_Work instructions_
Below are records. Copy every line with "fresh" in it.

_Supplied material_
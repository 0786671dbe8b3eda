//! Language algebra: union, intersection, complement, concatenation and Kleene star.
//!
//! Union/intersection/complement operate on DFAs and generalize
//! `Dfa::product_construction`/`Dfa::invert` directly. Concatenation and star operate on
//! NFAs and reuse the same disjointify-and-shift technique `Nfa::union` already uses to combine
//! two automata's state spaces, wiring the pieces together with fresh ε-transitions the way a
//! Thompson construction would.

use crate::config::EngineConfig;
use crate::dfa::{Dfa, DfaState};
use crate::error::EngineError;
use crate::model::{AutomatonKind, StateKind};
use crate::nfa::{Nfa, NfaState};
use crate::optimize::completed_with_sink;
use std::rc::Rc;

/// Extends `dfa`'s alphabet to `full_alphabet`, routing any symbol `dfa` didn't already have
/// through a fresh sink state. Used to align two DFAs with different alphabets before a product
/// construction: any symbol missing from one side's alphabet routes through a shared sink added
/// to whichever automaton lacks it.
fn extend_alphabet(dfa: &Dfa, full_alphabet: &[Rc<str>]) -> Dfa {
    if dfa.alphabet().len() == full_alphabet.len() && dfa.alphabet().iter().zip(full_alphabet).all(|(a, b)| a == b) {
        return dfa.clone();
    }
    let old_index: std::collections::HashMap<&Rc<str>, usize> = dfa.alphabet().iter().enumerate().map(|(i, s)| (s, i)).collect();
    let sink = dfa.states().len();
    let mut states: Vec<DfaState> = dfa
        .states()
        .iter()
        .map(|s| DfaState {
            name: Rc::from(s.name()),
            kind: s.kind(),
            metadata: s.metadata().cloned(),
            transitions: full_alphabet
                .iter()
                .map(|symbol| old_index.get(symbol).and_then(|&i| s.transitions()[i]))
                .collect(),
        })
        .collect();
    states.push(DfaState {
        name: Rc::from("__sink"),
        kind: StateKind::Intermediate,
        metadata: None,
        transitions: vec![Some(sink); full_alphabet.len()],
    });
    Dfa::from_parts(Rc::from(full_alphabet), states, dfa.initial_state_index())
}

fn merged_alphabet(a: &Dfa, b: &Dfa) -> Vec<Rc<str>> {
    let mut merged: Vec<Rc<str>> = a.alphabet().to_vec();
    for symbol in b.alphabet() {
        if !merged.contains(symbol) {
            merged.push(symbol.clone());
        }
    }
    merged
}

/// Union of two DFAs, merging alphabets first if they differ.
pub fn union(a: &Dfa, b: &Dfa) -> Result<Dfa, EngineError> {
    product(a, b, |s1, s2| is_accepting(s1) || is_accepting(s2))
}

/// Intersection of two DFAs, merging alphabets first if they differ.
pub fn intersection(a: &Dfa, b: &Dfa) -> Result<Dfa, EngineError> {
    product(a, b, |s1, s2| is_accepting(s1) && is_accepting(s2))
}

fn is_accepting(state: Option<&DfaState>) -> bool {
    state.map_or(false, DfaState::is_accepting)
}

fn product(a: &Dfa, b: &Dfa, combinator: impl FnMut(Option<&DfaState>, Option<&DfaState>) -> bool) -> Result<Dfa, EngineError> {
    let full_alphabet = merged_alphabet(a, b);
    let a = extend_alphabet(a, &full_alphabet);
    let b = extend_alphabet(b, &full_alphabet);
    a.product_construction(&b, combinator).ok_or_else(|| EngineError::InvalidAutomaton {
        reason: "could not align alphabets for product construction".to_string(),
        location: Some("algebra::product".to_string()),
    })
}

/// Complement of a DFA: completes it against a sink if it isn't total, then flips the final set.
/// A total DFA is required because an incomplete one's "non-accepting" states include the
/// implicit stuck state, which has to be made explicit before its acceptance can be inverted.
pub fn complement(dfa: &Dfa) -> Dfa {
    let mut total = completed_with_sink(dfa);
    total.invert();
    total
}

/// Concatenation of two NFAs: disjointifies their state sets (index-shift, as in
/// `Nfa::union`), wires an ε-transition from each final of `a` to the (shifted) initial of `b`,
/// and — if `a` accepts the empty word — an extra ε-transition straight from `a`'s initial to
/// `b`'s initial, so a zero-length match of `a` still reaches `b`. New initial is `a`'s initial;
/// new finals are (shifted) finals of `b`.
pub fn concatenate(a: &Nfa, b: &Nfa) -> Result<Nfa, EngineError> {
    if a.alphabet() != b.alphabet() {
        return Err(EngineError::InvalidAutomaton {
            reason: "concatenation requires identical alphabets".to_string(),
            location: Some("algebra::concatenate".to_string()),
        });
    }
    let a_accepts_empty = a.accepts(&[])?;
    let shift = a.states().len();

    let mut states: Vec<NfaState> = a.states().to_vec();
    for state in states.iter_mut() {
        if state.is_accepting() {
            state.kind = StateKind::from_flags(state.is_initial(), false);
        }
    }
    for state in b.states() {
        states.push(NfaState {
            name: state.name.clone(),
            kind: StateKind::from_flags(false, state.is_accepting()),
            metadata: state.metadata().cloned(),
            epsilon_transitions: state.epsilon_transitions().iter().map(|i| i + shift).collect(),
            transitions: state.transitions().iter().map(|ts| ts.iter().map(|i| i + shift).collect()).collect(),
        });
    }

    let a_initials = a.initial_state_indices();
    let b_initials: Vec<usize> = b.initial_state_indices().iter().map(|i| i + shift).collect();
    for (idx, state) in states.iter_mut().enumerate().take(shift) {
        if a.states()[idx].is_accepting() || (a_initials.contains(&idx) && a_accepts_empty) {
            state.epsilon_transitions.extend(b_initials.iter().copied());
        }
    }

    Ok(Nfa::from_parts(a.alphabet().to_vec().into(), states, a_initials.to_vec(), AutomatonKind::Enfa))
}

/// Kleene star of an NFA: a fresh initial-and-final state `s0`, ε-wired to the original initial
/// and from every original final back to `s0`.
pub fn star(a: &Nfa) -> Nfa {
    let mut states: Vec<NfaState> = a.states().to_vec();
    let new_idx = states.len();
    let old_initials: Vec<usize> = a.initial_state_indices().to_vec();

    for (idx, state) in states.iter_mut().enumerate() {
        if old_initials.contains(&idx) {
            state.kind = StateKind::from_flags(false, state.is_accepting());
        }
        if state.is_accepting() {
            state.epsilon_transitions.push(new_idx);
        }
    }

    states.push(NfaState {
        name: Rc::from("s_star"),
        kind: StateKind::InitialFinal,
        metadata: None,
        epsilon_transitions: old_initials,
        transitions: vec![vec![]; a.alphabet().len()],
    });

    Nfa::from_parts(a.alphabet().to_vec().into(), states, vec![new_idx], AutomatonKind::Enfa)
}

/// Determinizes a language-algebra NFA result and minimizes it -- a convenience for callers that
/// want a compact DFA out of `concatenate`/`star` rather than the raw εNFA.
pub fn to_minimized_dfa(nfa: &Nfa, config: &EngineConfig) -> Result<Dfa, EngineError> {
    crate::convert::convert_to_dfa(nfa, config).map(|mut dfa| {
        dfa.minimize();
        dfa
    })
}

#[cfg(test)]
mod tests {
    use super::*;
    use crate::model::{RawState, Transition};

    fn star_dfa(symbol: &str) -> Dfa {
        let states = vec![RawState::new("q0")];
        let transitions = vec![Transition::symbol_transition("q0", symbol, "q0")];
        crate::dfa::build_dfa(&states, &[Rc::from(symbol)], &transitions, "q0", &[Rc::from("q0")]).unwrap().0
    }

    #[test]
    fn union_accepts_either_language() {
        let a = star_dfa("a");
        let b = star_dfa("b");
        let u = union(&a, &b).unwrap();
        assert!(u.accepts(&[]).unwrap());
        assert!(u.accepts(&["a", "a", "a"]).unwrap());
        assert!(u.accepts(&["b", "b"]).unwrap());
        assert!(!u.accepts(&["a", "b"]).unwrap());
    }

    #[test]
    fn complement_flips_acceptance_on_total_dfa() {
        let states = vec![RawState::new("q0"), RawState::new("q1")];
        let alphabet = vec![Rc::from("a")];
        let transitions = vec![Transition::symbol_transition("q0", "a", "q1"), Transition::symbol_transition("q1", "a", "q0")];
        let (dfa, _) = crate::dfa::build_dfa(&states, &alphabet, &transitions, "q0", &[Rc::from("q1")]).unwrap();
        let comp = complement(&dfa);
        assert_eq!(dfa.accepts(&["a"]).unwrap(), !comp.accepts(&["a"]).unwrap());
        assert_eq!(dfa.accepts(&[]).unwrap(), !comp.accepts(&[]).unwrap());
    }

    #[test]
    fn concatenate_then_star_accepts_repeated_ab() {
        let states_a = vec![RawState::new("a0"), RawState::new("a1")];
        let (a, _) = crate::nfa::build_nfa(&states_a, &[Rc::from("a"), Rc::from("b")], &[Transition::symbol_transition("a0", "a", "a1")], &[Rc::from("a0")], &[Rc::from("a1")]).unwrap();
        let states_b = vec![RawState::new("b0"), RawState::new("b1")];
        let (b, _) = crate::nfa::build_nfa(&states_b, &[Rc::from("a"), Rc::from("b")], &[Transition::symbol_transition("b0", "b", "b1")], &[Rc::from("b0")], &[Rc::from("b1")]).unwrap();

        let ab = concatenate(&a, &b).unwrap();
        assert!(ab.accepts(&["a", "b"]).unwrap());
        assert!(!ab.accepts(&["a"]).unwrap());

        let starred = star(&ab);
        assert!(starred.accepts(&[]).unwrap());
        assert!(starred.accepts(&["a", "b", "a", "b", "a", "b"]).unwrap());
        assert!(!starred.accepts(&["a", "b", "a"]).unwrap());
    }
}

_Task solution_
//! two automata's state spaces, wiring the pieces together with fresh ε-transitions the way a
/// through a fresh sink state. Used to align two DFAs with different alphabets before a product
/// Kleene star of an NFA: a fresh initial-and-final state `s0`, ε-wired to the original initial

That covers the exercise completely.